Let’s keep this post simple.
We’re near the start of a long cold, cyber war. Many things make this clear – from Stuxnet to Snowden, from the Sony hacks to Chinese DNS poisoning.
This is a hard time to be in information technology.
Just in raw, technical security terms this is tough – rebuilding every layer of computing infrastructure so that it is safe.
And that’s the easy problem.
The hard problems are emotionally and politically challenging: We have to prevent automated privacy invasion from creating new powerful fascist states. We have to keep the Internet competitive and innovative – a positive creative force.
To give a hint at how hard it is, here are three harsh yet promising articles on key subjects.
- Ethics and Power in the Long War explains the importance of the cost of spying and the usability of encryption tools.
- On the ethics (and pragmatics) of cryptography calls for a reconceptualisation of cryptography to have three actors: Government, the Mafia and the public.
- The Coming Civil War over General Purpose Computing digs into the question of who controls the power of programming.
I don’t know how long this war will take. I’d prepare for, say, a century.
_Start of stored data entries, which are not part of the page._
//! # smatch-core
//!
//! Semantic matching engine for hierarchical label trees. Computes the
//! relation (equivalence, more/less general, disjoint, unknown) between every
//! pair of nodes drawn from two trees, for ontology and schema alignment.
//!
//! ## Quick Start
//!
//! ```rust,no_run
//! use std::sync::Arc;
//!
//! use smatch_core::engine::{ConcurrentTreeMatcher, TreeMatcher};
//! use smatch_core::matcher::SenseNodeMatcher;
//! use smatch_core::oracle::StaticOracle;
//! use smatch_core::solver::{DpllSolver, SatDecisionCache};
//! use smatch_core::tree::{AtomicConcept, Tree};
//! use smatch_core::MatchConfig;
//!
//! let mut source = Tree::new("Courses");
//! source
//!     .annotate(source.root(), vec![AtomicConcept::new("course").with_sense("course#1")])
//!     .unwrap();
//!
//! let mut target = Tree::new("Course");
//! target
//!     .annotate(target.root(), vec![AtomicConcept::new("course").with_sense("course#1")])
//!     .unwrap();
//!
//! // The decision cache outlives any single run and can be shared
//! let cache = Arc::new(SatDecisionCache::new(Arc::new(DpllSolver::new())));
//! let node_matcher = Arc::new(SenseNodeMatcher::new(Arc::new(StaticOracle::new()), cache));
//!
//! let engine = ConcurrentTreeMatcher::new(node_matcher, MatchConfig::default()).unwrap();
//! let mapping = engine.tree_match(source, target).unwrap();
//! for (source_path, relation, target_path) in mapping.describe() {
//!     println!("{source_path} {relation} {target_path}");
//! }
//! ```
//!
//! ## Architecture
//!
//! | Module | Purpose |
//! |--------|---------|
//! | [`types`] | Core types: `Relation`, `MatchConfig`, `MatchEvent` |
//! | [`tree`] | Arena-backed label trees with cycle-free parent links and dense indices |
//! | [`store`] | Relation mapping stores: dense (atomic cells) and sparse (per-row locked) |
//! | [`solver`] | `SatSolver` trait, memoizing `SatDecisionCache`, reference DPLL solver |
//! | [`oracle`] | `SenseOracle` trait for lexical relations between word senses |
//! | [`matcher`] | `NodeMatcher` trait and the concept-based `SenseNodeMatcher` |
//! | [`engine`] | Sequential and bounded-concurrency orchestrators, worker pool, async handle |
//! | [`mapping`] | Immutable result of a matching run |
//! | [`task`] | Cooperative cancellation and progress reporting |
//! | [`error`] | Error types with thiserror: Oracle, Solver, Matching, Interrupted, etc. |
//!
//! ## Concurrency
//!
//! The concurrent orchestrator walks the source × target pair space with a
//! single producer. Each pair needs a semaphore permit before it is
//! dispatched to the worker pool, which bounds the work in flight to the
//! number of pool threads. The first failure is captured, production stops,
//! outstanding units are drained, and only then is the error returned, so a
//! failed run never leaks permits into the next one.

pub mod engine;
pub mod error;
pub mod mapping;
pub mod matcher;
pub mod oracle;
pub mod solver;
pub mod store;
pub mod task;
pub mod tree;
pub mod types;

pub use error::{MatchError, MatchResult};
pub use types::*;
It took many times longer than that after the invention of the printing press for everyday ideas like copyright, the novel, universal literacy and the public library to settle down.
If it feels tough, that’s because it should be.
If, like me, you’re a programmer, the days of rainbows and unicorns are gone. It’s now about moral responsibility, professional integrity and the strategic creation of new concepts.
Let’s get to it.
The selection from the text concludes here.